Jeremy Grantham says the U.S. stock market is now “thoroughly expensive” — except for one subset of the market — and also says he sees more bubbles forming in various parts of the globe.
In an interview with The Financial Times, Grantham says stocks have moved from being very cheap to being expensive in the U.S., with the exception of big, well-known blue chip franchises like McDonald’s and Coca-Cola. Grantham says the rally has been driven by Federal Reserve policy that has encouraged speculation, and he says that during speculative times such solid, steady blue chips don’t excel. But he thinks we’re in for several years of slow growth, and says those are the types of companies that will fare well in such an environment.
Grantham also offers some thoughts on asset bubbles. His firm, GMO, has recently completed a study of bubbles, finding 34 throughout history. Of those 34 — which include the recent U.S. housing and Internet bubbles — all but two came all the way back down to their previous trendline after popping, he says.

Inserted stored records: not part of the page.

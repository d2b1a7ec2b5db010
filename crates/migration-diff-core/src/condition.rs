//! Evaluates `x-migration-when` predicates against the root `{old, new}` pair.

use serde_json::Value;

use crate::path::Segment;

/// Operators tried in this fixed order so `>=`/`<=` are recognized before
/// the shorter `>`/`<` would otherwise match first.
const OPERATORS: &[&str] = &["==", "!=", ">=", "<=", ">", "<"];

/// Evaluate `condition` (e.g. `$.old.tier=='gold'`) against `root`, which
/// must be a JSON object shaped `{"old": ..., "new": ...}`. An empty
/// condition, or one with no recognized operator, is vacuously true. A path
/// that resolves to nothing is false.
pub fn evaluate(root: &Value, condition: &str) -> bool {
    if condition.trim().is_empty() {
        return true;
    }

    let Some((op, path_part, literal_part)) = split_on_operator(condition) else {
        return true;
    };

    let expected = parse_literal(literal_part.trim());
    let actual = match lookup(root, path_part.trim()) {
        Some(value) => value,
        None => return false,
    };

    compare(&actual, op, &expected)
}

fn split_on_operator(condition: &str) -> Option<(&'static str, &str, &str)> {
    for op in OPERATORS {
        if let Some(idx) = condition.find(op) {
            let (path_part, rest) = condition.split_at(idx);
            let literal_part = &rest[op.len()..];
            return Some((op, path_part, literal_part));
        }
    }
    None
}

fn parse_literal(raw: &str) -> Value {
    if (raw.starts_with('\'') && raw.ends_with('\'') && raw.len() >= 2)
        || (raw.starts_with('"') && raw.ends_with('"') && raw.len() >= 2)
    {
        return Value::String(raw[1..raw.len() - 1].to_string());
    }
    match raw.to_ascii_lowercase().as_str() {
        "true" => return Value::Bool(true),
        "false" => return Value::Bool(false),
        "null" => return Value::Null,
        _ => {}
    }
    if raw.contains('.') {
        if let Ok(f) = raw.parse::<f64>() {
            return serde_json::Number::from_f64(f)
                .map(Value::Number)
                .unwrap_or(Value::Null);
        }
    } else if let Ok(i) = raw.parse::<i64>() {
        return Value::Number(i.into());
    }
    Value::String(raw.to_string())
}

fn lookup(root: &Value, path: &str) -> Option<Value> {
    let segments = crate::path::parse_segments(path);
    let mut node = root;
    for segment in &segments {
        node = match (node, segment) {
            (Value::Object(map), Segment::Key(name)) => map.get(name)?,
            (Value::Array(items), Segment::Index(i)) => items.get(*i)?,
            _ => return None,
        };
    }
    Some(node.clone())
}

fn compare(actual: &Value, op: &str, expected: &Value) -> bool {
    match op {
        "==" => values_equal(actual, expected),
        "!=" => !values_equal(actual, expected),
        ">" | "<" | ">=" | "<=" => match (as_f64(actual), as_f64(expected)) {
            (Some(a), Some(b)) => match op {
                ">" => a > b,
                "<" => a < b,
                ">=" => a >= b,
                "<=" => a <= b,
                _ => unreachable!(),
            },
            _ => false,
        },
        _ => false,
    }
}

fn as_f64(value: &Value) -> Option<f64> {
    value.as_f64()
}

fn values_equal(a: &Value, b: &Value) -> bool {
    match (a, b) {
        (Value::Number(a), Value::Number(b)) => a.as_f64() == b.as_f64(),
        _ => a == b,
    }
}
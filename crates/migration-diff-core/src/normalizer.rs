//! Stage C: rewrites both documents before masking and diffing.
//!
//! Runs the seven steps from the component design in fixed order, each over
//! a deep clone, and never touches the caller's original values.

use serde_json::{Map, Value};

use crate::path::{self, Key};
use crate::rules::GlobalRules;
use crate::schema_index::SchemaIndex;

pub struct Normalizer<'a> {
    index: &'a SchemaIndex<'a>,
    global: &'a GlobalRules,
}

impl<'a> Normalizer<'a> {
    pub fn new(index: &'a SchemaIndex<'a>, global: &'a GlobalRules) -> Self {
        Self { index, global }
    }

    /// Produce normalized clones of `old` and `new`. Inputs are never mutated.
    pub fn normalize(&self, old: &Value, new: &Value) -> (Value, Value) {
        let mut old = old.clone();
        let mut new = new.clone();

        for pattern in &self.global.global_ignores {
            old = apply_global_ignore(old, pattern);
            new = apply_global_ignore(new, pattern);
        }

        old = self.apply_aliases(old, "$");

        if self.global.allow_null_as_missing {
            old = strip_nulls(old);
            new = strip_nulls(new);
        }

        if self.global.empty_string_as_null {
            old = empty_strings_to_null(old);
            new = empty_strings_to_null(new);
        }

        old = self.apply_defaults(old, "$");
        new = self.apply_defaults(new, "$");

        old = self.apply_enum_mapping(old, "$");

        old = self.apply_array_sorting(old, "$");
        new = self.apply_array_sorting(new, "$");

        (old, new)
    }

    fn apply_aliases(&self, data: Value, current_path: &str) -> Value {
        match data {
            Value::Object(map) => {
                let mut result = Map::new();
                for (key, value) in map {
                    let target_key = self
                        .alias_target(current_path, &key)
                        .unwrap_or_else(|| key.clone());
                    let child_path = path::build_path(current_path, Key::Name(&target_key));
                    result.insert(target_key, self.apply_aliases(value, &child_path));
                }
                Value::Object(result)
            }
            Value::Array(items) => Value::Array(
                items
                    .into_iter()
                    .enumerate()
                    .map(|(i, item)| {
                        let child_path = path::build_path(current_path, Key::Index(i));
                        self.apply_aliases(item, &child_path)
                    })
                    .collect(),
            ),
            other => other,
        }
    }

    /// Find the sibling schema property whose `x-migration-alias` equals `key`.
    fn alias_target(&self, parent_path: &str, key: &str) -> Option<String> {
        let (node, _) = self.index.node_and_rules(parent_path).ok().flatten()?;
        let properties = node.get("properties")?.as_object()?;
        for (prop_name, prop_schema) in properties {
            if prop_schema.get("x-migration-alias").and_then(Value::as_str) == Some(key) {
                return Some(prop_name.clone());
            }
        }
        None
    }

    fn apply_defaults(&self, data: Value, current_path: &str) -> Value {
        match data {
            Value::Object(mut map) => {
                if let Ok(Some((node, _))) = self.index.node_and_rules(current_path) {
                    if let Some(properties) = node.get("properties").and_then(Value::as_object) {
                        for (prop_name, prop_schema) in properties {
                            if !map.contains_key(prop_name) {
                                if let Some(default) = prop_schema.get("x-migration-default") {
                                    map.insert(prop_name.clone(), default.clone());
                                }
                            }
                        }
                    }
                }
                let mut result = Map::new();
                for (key, value) in map {
                    let child_path = path::build_path(current_path, Key::Name(&key));
                    result.insert(key, self.apply_defaults(value, &child_path));
                }
                Value::Object(result)
            }
            Value::Array(items) => Value::Array(
                items
                    .into_iter()
                    .enumerate()
                    .map(|(i, item)| {
                        let child_path = path::build_path(current_path, Key::Index(i));
                        self.apply_defaults(item, &child_path)
                    })
                    .collect(),
            ),
            other => other,
        }
    }

    fn apply_enum_mapping(&self, data: Value, current_path: &str) -> Value {
        match data {
            Value::Object(map) => {
                let mut result = Map::new();
                for (key, value) in map {
                    let child_path = path::build_path(current_path, Key::Name(&key));
                    result.insert(key, self.apply_enum_mapping(value, &child_path));
                }
                Value::Object(result)
            }
            Value::Array(items) => Value::Array(
                items
                    .into_iter()
                    .enumerate()
                    .map(|(i, item)| {
                        let child_path = path::build_path(current_path, Key::Index(i));
                        self.apply_enum_mapping(item, &child_path)
                    })
                    .collect(),
            ),
            scalar => {
                if let Ok(Some((_, rules))) = self.index.node_and_rules(current_path) {
                    if let Some(enum_map) = &rules.enum_map {
                        if let Some(key) = scalar_as_map_key(&scalar) {
                            if let Some(mapped) = enum_map.get(&key) {
                                return mapped.clone();
                            }
                        }
                    }
                }
                scalar
            }
        }
    }

    fn apply_array_sorting(&self, data: Value, current_path: &str) -> Value {
        match data {
            Value::Array(items) => {
                let order_by = self
                    .index
                    .node_and_rules(current_path)
                    .ok()
                    .flatten()
                    .map(|(_, rules)| rules.order_by)
                    .unwrap_or_default();

                let items = if order_by.is_empty() {
                    items
                } else {
                    sort_by_fields(items, &order_by)
                };

                Value::Array(
                    items
                        .into_iter()
                        .enumerate()
                        .map(|(i, item)| {
                            let child_path = path::build_path(current_path, Key::Index(i));
                            self.apply_array_sorting(item, &child_path)
                        })
                        .collect(),
                )
            }
            Value::Object(map) => {
                let mut result = Map::new();
                for (key, value) in map {
                    let child_path = path::build_path(current_path, Key::Name(&key));
                    result.insert(key, self.apply_array_sorting(value, &child_path));
                }
                Value::Object(result)
            }
            other => other,
        }
    }
}

/// `""` if the scalar can't key an enum map (arrays/objects never reach here).
fn scalar_as_map_key(value: &Value) -> Option<String> {
    match value {
        Value::String(s) => Some(s.clone()),
        Value::Bool(b) => Some(b.to_string()),
        Value::Number(n) => Some(n.to_string()),
        Value::Null => None,
    }
}

fn strip_nulls(data: Value) -> Value {
    match data {
        Value::Object(map) => Value::Object(
            map.into_iter()
                .filter(|(_, v)| !v.is_null())
                .map(|(k, v)| (k, strip_nulls(v)))
                .collect(),
        ),
        Value::Array(items) => Value::Array(items.into_iter().map(strip_nulls).collect()),
        other => other,
    }
}

fn empty_strings_to_null(data: Value) -> Value {
    match data {
        Value::Object(map) => Value::Object(
            map.into_iter()
                .map(|(k, v)| (k, empty_strings_to_null(v)))
                .collect(),
        ),
        Value::Array(items) => {
            Value::Array(items.into_iter().map(empty_strings_to_null).collect())
        }
        Value::String(s) if s.is_empty() => Value::Null,
        other => other,
    }
}

/// Delete every location matched by one global-ignore pattern. Patterns
/// containing `..` (recursive descent, e.g. `$..updatedAt`) delete every
/// occurrence of that field name anywhere in the tree; other patterns
/// delete the single location they navigate to.
fn apply_global_ignore(data: Value, pattern: &str) -> Value {
    if let Some(field) = recursive_field_name(pattern) {
        delete_field_recursive(data, &field)
    } else {
        delete_exact_path(data, pattern)
    }
}

fn recursive_field_name(pattern: &str) -> Option<String> {
    let (_, after) = pattern.split_once("..")?;
    let field = after.trim_start_matches('.');
    Some(field.to_string())
}

fn delete_field_recursive(data: Value, field: &str) -> Value {
    match data {
        Value::Object(map) => Value::Object(
            map.into_iter()
                .filter(|(k, _)| k != field)
                .map(|(k, v)| (k, delete_field_recursive(v, field)))
                .collect(),
        ),
        Value::Array(items) => Value::Array(
            items
                .into_iter()
                .map(|item| delete_field_recursive(item, field))
                .collect(),
        ),
        other => other,
    }
}

fn delete_exact_path(data: Value, pattern: &str) -> Value {
    let segments = path::parse_segments(pattern);
    delete_at_segments(data, &segments)
}

fn delete_at_segments(data: Value, segments: &[path::Segment]) -> Value {
    use path::Segment;
    let Some((head, rest)) = segments.split_first() else {
        return data;
    };
    match (data, head) {
        (Value::Object(mut map), Segment::Key(name)) => {
            if rest.is_empty() {
                map.remove(name);
            } else if let Some(child) = map.remove(name) {
                map.insert(name.clone(), delete_at_segments(child, rest));
            }
            Value::Object(map)
        }
        (Value::Array(mut items), Segment::Index(i)) => {
            if rest.is_empty() {
                if *i < items.len() {
                    items.remove(*i);
                }
            } else if let Some(child) = items.get_mut(*i) {
                *child = delete_at_segments(child.take(), rest);
            }
            Value::Array(items)
        }
        (other, _) => other,
    }
}

/// Stable sort by the fields named in `order_by` (`-` prefix = descending).
/// Missing values sort as the field's zero. Leaves the array untouched if
/// items aren't uniformly objects, or if any two items disagree on a field's
/// type (a string and a number under the same `order_by` key, say) — the
/// whole sort is aborted rather than silently treating that pair as equal.
fn sort_by_fields(items: Vec<Value>, order_by: &[String]) -> Vec<Value> {
    if items.iter().any(|item| !item.is_object()) {
        return items;
    }
    let original = items.clone();
    let incomparable = std::cell::Cell::new(false);
    let mut items = items;
    items.sort_by(|a, b| {
        for field in order_by {
            let (descending, name) = match field.strip_prefix('-') {
                Some(rest) => (true, rest),
                None => (false, field.as_str()),
            };
            let va = a.get(name).cloned().unwrap_or(Value::Null);
            let vb = b.get(name).cloned().unwrap_or(Value::Null);
            let ordering = match compare_sort_values(&va, &vb) {
                Some(ordering) => ordering,
                None => {
                    incomparable.set(true);
                    std::cmp::Ordering::Equal
                }
            };
            let ordering = if descending {
                ordering.reverse()
            } else {
                ordering
            };
            if ordering != std::cmp::Ordering::Equal {
                return ordering;
            }
        }
        std::cmp::Ordering::Equal
    });
    if incomparable.get() {
        return original;
    }
    items
}

/// `None` when `a` and `b` are different JSON types that have no sensible
/// order between them (e.g. a string against a number); `Null` is treated as
/// comparable against numbers and strings since it stands in for a missing
/// field, not a genuine type mismatch.
fn compare_sort_values(a: &Value, b: &Value) -> Option<std::cmp::Ordering> {
    use std::cmp::Ordering;
    match (a, b) {
        (Value::Number(a), Value::Number(b)) => a
            .as_f64()
            .unwrap_or(0.0)
            .partial_cmp(&b.as_f64().unwrap_or(0.0)),
        (Value::String(a), Value::String(b)) => Some(a.cmp(b)),
        (Value::Null, Value::Null) => Some(Ordering::Equal),
        (Value::Null, Value::Number(b)) => 0.0_f64.partial_cmp(&b.as_f64().unwrap_or(0.0)),
        (Value::Number(a), Value::Null) => a.as_f64().unwrap_or(0.0).partial_cmp(&0.0),
        (Value::Null, Value::String(b)) => Some("".cmp(b.as_str())),
        (Value::String(a), Value::Null) => Some(a.as_str().cmp("")),
        _ => None,
    }
}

The two others: bubbles in the U.K. and Australian housing markets that are still ongoing, and were protected by floating mortgage rates. And Grantham is skeptical that those won’t eventually pop.
Grantham also says he sees potential bubbles in commodities and emerging market stocks. And, as usual, he has some harsh words for Alan Greenspan and Ben Bernanke. “There’s nothing more dangerous and damaging to an economy than a great asset bubble that breaks,” he says, “and this is something that the Fed never seems to get.”